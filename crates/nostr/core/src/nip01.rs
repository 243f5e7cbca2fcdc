//! NIP-01: Basic protocol flow description.
//!
//! This module implements the core Nostr event structure and operations:
//! - Event structure (id, pubkey, created_at, kind, tags, content, sig)
//! - Canonical event serialization for hashing
//! - Event signing with BIP-340 Schnorr signatures
//! - Event verification
//!
//! The id of an event is the SHA-256 of the compact JSON array
//! `[0,<pubkey>,<created_at>,<kind>,<tags>,<content>]`. Every byte of that
//! serialization is fixed by the protocol, so it is produced by serializing a
//! tuple with `serde_json` and nothing else.

use bitcoin::hashes::{Hash, sha256};
use bitcoin::key::Secp256k1;
use bitcoin::secp256k1::{Keypair, Message, SecretKey, XOnlyPublicKey, schnorr};
use rand::RngCore;
use serde::{Deserialize, Serialize};
use thiserror::Error;

/// Errors that can occur during NIP-01 operations.
///
/// Verification reports the first layer that is corrupt, in this order:
/// id, public key, signature encoding, signature validity.
#[derive(Debug, Error, Clone, PartialEq, Eq)]
pub enum Nip01Error {
    #[error("invalid private key length: {0}")]
    InvalidKeyLength(usize),

    #[error("invalid secret key: {0}")]
    InvalidSecretKey(String),

    #[error("pubkey {pubkey} does not match the signing key")]
    PubkeyMismatch { pubkey: String },

    #[error("serialization error: {0}")]
    Serialization(String),

    #[error("event id mismatch: computed {computed}, event has {id}")]
    IdMismatch { computed: String, id: String },

    #[error("invalid pubkey: {0}")]
    InvalidPubkey(String),

    #[error("invalid signature: {0}")]
    InvalidSignature(String),

    #[error("signature verification failed")]
    SignatureVerificationFailed,
}

/// A Nostr event.
///
/// An event built by a caller starts with empty `id` and `sig`; [`sign_event`]
/// fills both. Events received from a relay carry the relay URL in `origin`.
#[derive(Debug, Clone, Default, PartialEq, Eq, Serialize, Deserialize)]
pub struct Event {
    /// 32-bytes lowercase hex-encoded sha256 of the serialized event data
    pub id: String,
    /// 32-bytes lowercase hex-encoded public key of the event creator
    pub pubkey: String,
    /// Unix timestamp in seconds
    pub created_at: u64,
    /// Event kind (integer between 0 and 65535)
    pub kind: u16,
    /// Array of arrays of strings (tags)
    pub tags: Vec<Vec<String>>,
    /// Arbitrary string content
    pub content: String,
    /// 64-bytes lowercase hex signature
    pub sig: String,
    /// Relay this event was received from. Not part of the signed payload.
    #[serde(skip)]
    pub origin: Option<String>,
}

/// An unsigned event (before signing).
#[derive(Debug, Clone, PartialEq, Eq)]
pub struct UnsignedEvent {
    /// 32-bytes lowercase hex-encoded public key of the event creator
    pub pubkey: String,
    /// Unix timestamp in seconds
    pub created_at: u64,
    /// Event kind
    pub kind: u16,
    /// Array of arrays of strings (tags)
    pub tags: Vec<Vec<String>>,
    /// Arbitrary string content
    pub content: String,
}

/// A template for creating events (without pubkey, which comes from the signing key).
///
/// ```
/// use nostr::{EventTemplate, KIND_SHORT_TEXT_NOTE, finalize_event};
///
/// let template = EventTemplate {
///     created_at: 1_700_000_000,
///     kind: KIND_SHORT_TEXT_NOTE,
///     tags: vec![vec!["t".to_string(), "nostr".to_string()]],
///     content: "hello nostr".to_string(),
/// };
///
/// let event = finalize_event(&template, &[0x01; 32]).unwrap();
/// assert!(event.verify().is_ok());
/// ```
#[derive(Debug, Clone, PartialEq, Eq)]
pub struct EventTemplate {
    /// Unix timestamp in seconds
    pub created_at: u64,
    /// Event kind
    pub kind: u16,
    /// Array of arrays of strings (tags)
    pub tags: Vec<Vec<String>>,
    /// Arbitrary string content
    pub content: String,
}

pub const KIND_SHORT_TEXT_NOTE: u16 = 1;

impl Event {
    /// SHA-256 of the canonical serialization of this event.
    pub fn hash(&self) -> Result<[u8; 32], Nip01Error> {
        let serialized = canonical_json(
            &self.pubkey,
            self.created_at,
            self.kind,
            &self.tags,
            &self.content,
        )?;
        Ok(sha256::Hash::hash(serialized.as_bytes()).to_byte_array())
    }

    /// Check the id and signature of this event. See [`verify_event`].
    pub fn verify(&self) -> Result<(), Nip01Error> {
        verify_event(self)
    }

    /// First eight characters of the id, for log lines and terminal output.
    pub fn short_id(&self) -> &str {
        self.id.get(..8).unwrap_or(self.id.as_str())
    }
}

/// Generate a random 32-byte secret key.
pub fn generate_secret_key() -> [u8; 32] {
    let mut key = [0u8; 32];
    rand::rng().fill_bytes(&mut key);
    key
}

/// Get the public key (x-only, 32 bytes) from a secret key.
pub fn get_public_key(secret_key: &[u8; 32]) -> Result<[u8; 32], Nip01Error> {
    let secp = Secp256k1::new();
    let sk = SecretKey::from_slice(secret_key)
        .map_err(|e| Nip01Error::InvalidSecretKey(e.to_string()))?;
    let (xonly, _parity) = sk.x_only_public_key(&secp);
    Ok(xonly.serialize())
}

/// Get the public key as a hex string from a secret key.
pub fn get_public_key_hex(secret_key: &[u8; 32]) -> Result<String, Nip01Error> {
    Ok(hex::encode(get_public_key(secret_key)?))
}

/// Serialize an unsigned event for hashing.
///
/// Format: `[0,<pubkey>,<created_at>,<kind>,<tags>,<content>]`
pub fn serialize_event(event: &UnsignedEvent) -> Result<String, Nip01Error> {
    canonical_json(
        &event.pubkey,
        event.created_at,
        event.kind,
        &event.tags,
        &event.content,
    )
}

/// Get the event hash (id) from an unsigned event.
pub fn get_event_hash(event: &UnsignedEvent) -> Result<String, Nip01Error> {
    let serialized = serialize_event(event)?;
    let hash = sha256::Hash::hash(serialized.as_bytes());
    Ok(hex::encode(hash.to_byte_array()))
}

fn canonical_json(
    pubkey: &str,
    created_at: u64,
    kind: u16,
    tags: &[Vec<String>],
    content: &str,
) -> Result<String, Nip01Error> {
    serde_json::to_string(&(0, pubkey, created_at, kind, tags, content))
        .map_err(|e| Nip01Error::Serialization(e.to_string()))
}

/// Sign an event in place.
///
/// `secret_key` must be exactly 32 bytes. An empty `pubkey` is filled with the
/// key derived from `secret_key`; a non-empty one must match it. On success
/// `id` and `sig` are set and the event verifies.
pub fn sign_event(event: &mut Event, secret_key: &[u8]) -> Result<(), Nip01Error> {
    let secret_key: &[u8; 32] = secret_key
        .try_into()
        .map_err(|_| Nip01Error::InvalidKeyLength(secret_key.len()))?;

    let secp = Secp256k1::new();
    let sk = SecretKey::from_slice(secret_key)
        .map_err(|e| Nip01Error::InvalidSecretKey(e.to_string()))?;
    let keypair = Keypair::from_secret_key(&secp, &sk);
    let (xonly_pk, _parity) = keypair.x_only_public_key();
    let pubkey = hex::encode(xonly_pk.serialize());

    if event.pubkey.is_empty() {
        event.pubkey = pubkey;
    } else if !event.pubkey.eq_ignore_ascii_case(&pubkey) {
        return Err(Nip01Error::PubkeyMismatch {
            pubkey: event.pubkey.clone(),
        });
    }

    let hash = event.hash()?;
    let message = Message::from_digest(hash);
    let sig = secp.sign_schnorr_no_aux_rand(&message, &keypair);

    event.id = hex::encode(hash);
    event.sig = hex::encode(sig.serialize());
    Ok(())
}

/// Sign an event template with a secret key, producing a complete signed event.
pub fn finalize_event(
    template: &EventTemplate,
    secret_key: &[u8; 32],
) -> Result<Event, Nip01Error> {
    let mut event = Event {
        created_at: template.created_at,
        kind: template.kind,
        tags: template.tags.clone(),
        content: template.content.clone(),
        ..Default::default()
    };
    sign_event(&mut event, secret_key)?;
    Ok(event)
}

/// Verify an event's id and signature.
pub fn verify_event(event: &Event) -> Result<(), Nip01Error> {
    let hash = event.hash()?;
    let computed = hex::encode(hash);
    if !computed.eq_ignore_ascii_case(&event.id) {
        return Err(Nip01Error::IdMismatch {
            computed,
            id: event.id.clone(),
        });
    }

    let pubkey_bytes = hex::decode(&event.pubkey)
        .map_err(|e| Nip01Error::InvalidPubkey(format!("pubkey decode: {}", e)))?;
    if pubkey_bytes.len() != 32 {
        return Err(Nip01Error::InvalidPubkey(format!(
            "invalid pubkey length: {}",
            pubkey_bytes.len()
        )));
    }
    let pubkey = XOnlyPublicKey::from_slice(&pubkey_bytes)
        .map_err(|e| Nip01Error::InvalidPubkey(format!("pubkey parse: {}", e)))?;

    let sig_bytes = hex::decode(&event.sig)
        .map_err(|e| Nip01Error::InvalidSignature(format!("signature decode: {}", e)))?;
    let sig = schnorr::Signature::from_slice(&sig_bytes)
        .map_err(|e| Nip01Error::InvalidSignature(format!("signature parse: {}", e)))?;

    let secp = Secp256k1::verification_only();
    secp.verify_schnorr(&sig, &Message::from_digest(hash), &pubkey)
        .map_err(|_| Nip01Error::SignatureVerificationFailed)
}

Your objective —
Please give back, exactly as it stands above, the stretch from the line with "event.id = hex::encode(hash);" through the line with "if pubkey_bytes.len() != 32", and no line outside it.

Result of this task —
    event.id = hex::encode(hash);
    event.sig = hex::encode(sig.serialize());
    Ok(())
}

/// Sign an event template with a secret key, producing a complete signed event.
pub fn finalize_event(
    template: &EventTemplate,
    secret_key: &[u8; 32],
) -> Result<Event, Nip01Error> {
    let mut event = Event {
        created_at: template.created_at,
        kind: template.kind,
        tags: template.tags.clone(),
        content: template.content.clone(),
        ..Default::default()
    };
    sign_event(&mut event, secret_key)?;
    Ok(event)
}

/// Verify an event's id and signature.
pub fn verify_event(event: &Event) -> Result<(), Nip01Error> {
    let hash = event.hash()?;
    let computed = hex::encode(hash);
    if !computed.eq_ignore_ascii_case(&event.id) {
        return Err(Nip01Error::IdMismatch {
            computed,
            id: event.id.clone(),
        });
    }

    let pubkey_bytes = hex::decode(&event.pubkey)
        .map_err(|e| Nip01Error::InvalidPubkey(format!("pubkey decode: {}", e)))?;
    if pubkey_bytes.len() != 32 {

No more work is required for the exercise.